Nicolaus Copernicus was one such scientist. Born in Warmia, Poland in 1473, he was a Renaissance-era mathematician and astronomer who promoted the theory of heliocentrism, the idea that the Sun was the center of the universe, not the Earth, as was widely believed. Heliocentrism was a massive contribution to the Scientific Revolution in Europe, triggering its own “Copernican Revolution,” though the idea had first been proposed eighteen centuries earlier.
Copernicus was not just an astronomer and mathematician, though. A polyglot, polymath, physician, classics scholar, translator, governor, diplomat, and economist, he also found time to obtain a doctorate in canon law and become an ordained priest. He was fluent in Latin, German, and Polish, spoke Italian and Greek, and was somewhat familiar with Hebrew, though most of his published writings are in Latin.

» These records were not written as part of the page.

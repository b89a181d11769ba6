use ndarray::{s, Array3, ArrayView2, ArrayView3, ArrayView4, Axis, Zip};
use std::path::{Path, PathBuf};
use tracing::{debug, info, warn};

use super::images::{resize, save_image, stack_images};
use crate::error::Result;
use crate::model::capsule::argmax;
use crate::model::core::CapsNet;

/// Produces an adversarial version of one correctly classified sample.
pub trait Attack {
    /// `None` when no adversarial input was found.
    fn perturb(&self, model: &mut CapsNet, image: &ArrayView3<f32>, label: &ArrayView2<f32>) -> Result<Option<Array3<f32>>>;
}

/// Fast gradient sign method: one step of size `epsilon` along the sign of
/// the margin-loss gradient, clipped to [0, 1].
#[derive(Debug, Clone, Copy)]
pub struct Fgsm {
    pub epsilon: f32,
}

impl Attack for Fgsm {
    fn perturb(&self, model: &mut CapsNet, image: &ArrayView3<f32>, label: &ArrayView2<f32>) -> Result<Option<Array3<f32>>> {
        let input = image.insert_axis(Axis(0));
        let grad = model.input_gradient(&input, label)?;
        let grad = grad.index_axis(Axis(0), 0);
        if grad.iter().all(|&g| g == 0.0) {
            return Ok(None);
        }
        let mut adversarial = image.to_owned();
        Zip::from(&mut adversarial)
            .and(&grad)
            .for_each(|x, &g| *x = (*x + self.epsilon * sign(g)).clamp(0.0, 1.0));
        Ok(Some(adversarial))
    }
}

fn sign(g: f32) -> f32 {
    if g > 0.0 {
        1.0
    } else if g < 0.0 {
        -1.0
    } else {
        0.0
    }
}

/// Outcome counts; `examined = skipped + attempted`, `attempted = succeeded + failed`.
#[derive(Debug, Clone, Copy, Default, PartialEq, Eq)]
pub struct AttackReport {
    pub examined: usize,
    /// Already misclassified before the attack.
    pub skipped: usize,
    pub attempted: usize,
    pub succeeded: usize,
    /// Includes attacks that found no adversarial input.
    pub failed: usize,
}

impl AttackReport {
    /// Percentage of attempted attacks that changed the prediction.
    pub fn success_rate(&self) -> Option<f32> {
        if self.attempted == 0 {
            None
        } else {
            Some(self.succeeded as f32 / self.attempted as f32 * 100.0)
        }
    }

    pub fn print(&self) {
        match self.success_rate() {
            None => println!("(Warning) No attack executed. Possible all predictions where wrong."),
            Some(rate) => {
                println!("{}", "_".repeat(47));
                println!("Num attacks: {}", self.attempted);
                println!("Num successfull attacks: {}", self.succeeded);
                println!("Successrate [%]: {}", rate);
            }
        }
    }
}

/// Runs `attack` over the first `max_num_attacks` test samples.
pub struct AttackDriver<'a, A: Attack> {
    pub attack: &'a A,
    pub max_num_attacks: usize,
    /// When set, the first adversarial example is saved as an image triple here.
    pub debug_dir: Option<PathBuf>,
}

impl<'a, A: Attack> AttackDriver<'a, A> {
    pub fn new(attack: &'a A, max_num_attacks: usize) -> Self {
        Self {
            attack,
            max_num_attacks,
            debug_dir: None,
        }
    }

    pub fn with_debug_dir(mut self, dir: impl AsRef<Path>) -> Self {
        self.debug_dir = Some(dir.as_ref().to_path_buf());
        self
    }

    pub fn run(&self, model: &mut CapsNet, images: &ArrayView4<f32>, labels: &ArrayView2<f32>) -> Result<AttackReport> {
        let total = self.max_num_attacks.min(images.len_of(Axis(0)));
        let mut report = AttackReport::default();
        let mut debug_pending = self.debug_dir.is_some();

        for i in 0..total {
            report.examined += 1;
            let image = images.index_axis(Axis(0), i);
            let label = labels.slice(s![i..i + 1, ..]);
            let truth = argmax(&label.row(0));

            if predict_one(model, &image)? != truth {
                report.skipped += 1;
                continue;
            }

            report.attempted += 1;
            let Some(adversarial) = self.attack.perturb(model, &image, &label)? else {
                report.failed += 1;
                continue;
            };
            if predict_one(model, &adversarial.view())? != truth {
                report.succeeded += 1;
            } else {
                report.failed += 1;
            }

            if debug_pending {
                if let Some(dir) = &self.debug_dir {
                    save_attack_image(&image, &adversarial.view(), &dir.join("attack.png"))?;
                }
                debug_pending = false;
            }
            if (i + 1) % 50 == 0 {
                debug!(progress = i + 1, total, "running attack");
            }
        }

        if report.attempted == 0 {
            warn!("no attack executed, every examined sample was already misclassified");
        } else {
            info!(
                attempted = report.attempted,
                succeeded = report.succeeded,
                rate = report.success_rate(),
                "attack finished"
            );
        }
        Ok(report)
    }
}

fn predict_one(model: &mut CapsNet, image: &ArrayView3<f32>) -> Result<usize> {
    let predicted = model.predict(&image.insert_axis(Axis(0)))?;
    Ok(predicted[0])
}

/// Saves original, adversarial and the difference (scaled to +-0.2 around
/// grey) side by side, enlarged five times.
fn save_attack_image(original: &ArrayView3<f32>, adversarial: &ArrayView3<f32>, path: &Path) -> Result<()> {
    let diff = adversarial - original;
    let max = diff.iter().fold(0.0f32, |m, &d| m.max(d.abs()));
    let scale = if max > 0.0 { 0.2 / max } else { 0.0 };
    let diff = diff.mapv(|d| d * scale + 0.5);

    let grid = stack_images(&[original.view(), adversarial.view(), diff.view()], 3)?;
    let (w, h) = grid.dimensions();
    save_image(&resize(&grid, w * 5, h * 5), path)?;
    info!(path = %path.display(), "attack image saved");
    Ok(())
}
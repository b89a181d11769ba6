use ndarray::{concatenate, s, Array4, ArrayView2, ArrayView4, Axis};
use std::path::Path;
use tracing::{debug, info};

use super::images::{resize, save_image, stack_images_two_arrays, to_rgb_image};
use crate::error::{CapsNetError, Result};
use crate::model::core::{label_indices, predicted_classes, CapsNet, Phase};
use crate::model::loss::Metrics;
use crate::train_data::augmentation::{Augmentation, BatchGenerator};

/// Predictions over the test split together with the inputs the model saw.
pub struct TestReport {
    pub metrics: Metrics,
    pub predicted: Vec<usize>,
    pub truth: Vec<usize>,
    /// Augmented test inputs, in test-split order.
    pub inputs: Array4<f32>,
    pub reconstructions: Array4<f32>,
}

/// Predicts the test split in full batches of `batch_size`; a trailing
/// partial batch is left out. Inputs go through `augmentation` in order.
pub fn run_test(
    model: &mut CapsNet,
    images: &ArrayView4<f32>,
    labels: &ArrayView2<f32>,
    batch_size: usize,
    augmentation: Augmentation,
    seed: u64,
) -> Result<TestReport> {
    let steps = images.len_of(Axis(0)) / batch_size.max(1);
    if steps == 0 {
        return Err(CapsNetError::Data(format!(
            "test split holds fewer than {} samples",
            batch_size
        )));
    }
    let generator = BatchGenerator::new(images.view(), labels.view(), batch_size, augmentation, false, seed)?;

    let mut inputs = Vec::with_capacity(steps);
    let mut reconstructions = Vec::with_capacity(steps);
    let mut predicted = Vec::with_capacity(steps * batch_size);
    let mut truth = Vec::with_capacity(steps * batch_size);
    for batch in generator.take(steps) {
        let batch = batch?;
        let output = model.forward(&batch.images.view(), Phase::Inference)?;
        predicted.extend(predicted_classes(&output.lengths.view()));
        truth.extend(label_indices(&batch.labels.view()));
        inputs.push(batch.images);
        reconstructions.push(output.reconstruction);
    }
    debug!(batches = steps, "test predictions done");

    let stack = |parts: &[Array4<f32>]| -> Result<Array4<f32>> {
        let views: Vec<ArrayView4<f32>> = parts.iter().map(|a| a.view()).collect();
        Ok(concatenate(Axis(0), &views)?)
    };
    let metrics = Metrics::compute(&predicted, &truth, labels.ncols())?;
    info!(samples = predicted.len(), accuracy = metrics.accuracy, "test finished");

    Ok(TestReport {
        metrics,
        predicted,
        truth,
        inputs: stack(&inputs)?,
        reconstructions: stack(&reconstructions)?,
    })
}

impl TestReport {
    pub fn misclassified(&self) -> Vec<usize> {
        self.predicted
            .iter()
            .zip(&self.truth)
            .enumerate()
            .filter(|(_, (p, t))| p != t)
            .map(|(i, _)| i)
            .collect()
    }

    /// Writes `real_and_recon.png` and one `wrongly_classified_{i}.png` per miss.
    pub fn save_artifacts(&self, save_dir: &Path) -> Result<()> {
        let grid = stack_images_two_arrays(&self.inputs.view(), &self.reconstructions.view(), 10, 10)?;
        save_image(&resize(&grid, 700, 700), &save_dir.join("real_and_recon.png"))?;

        let missed = self.misclassified();
        for &i in &missed {
            let image = to_rgb_image(&self.inputs.slice(s![i, .., .., ..]))?;
            save_image(&image, &save_dir.join(format!("wrongly_classified_{}.png", i)))?;
        }
        info!(misclassified = missed.len(), dir = %save_dir.display(), "test images saved");
        Ok(())
    }
}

Following his education in Italy, he returned to Poland, where he became assistant to his uncle, the Prince-Bishop of Warmia. While working for his uncle, he traveled extensively and began working on his heliocentric theory, as well as publishing the Commentariolus, a collection of 85 short stories on three themes: advice, country life, and love. In 1512, his uncle died, and he relocated to Frombork, on the Baltic Sea, where he played a key role in economic and governmental advising for the area.
In 1533, Johann Widmanstetter, Pope Clement VII’s private secretary, explained Copernicus’s heliocentric theory to the Pope and two of his cardinals. This theory intrigued and delighted the Pope, who gave a valuable gift to Widmanstetter as a gesture of thanks, so it is interesting that Church officials took such an aggressive stance against Galileo a few decades later.
As a physician, Copernicus famously treated patients of all faiths, a rare practice at the time. He also began to receive criticism from Protestants during his lifetime, as many of his friends adopted Lutheran values. He remained Catholic, however, despite persecution, until his death in 1543.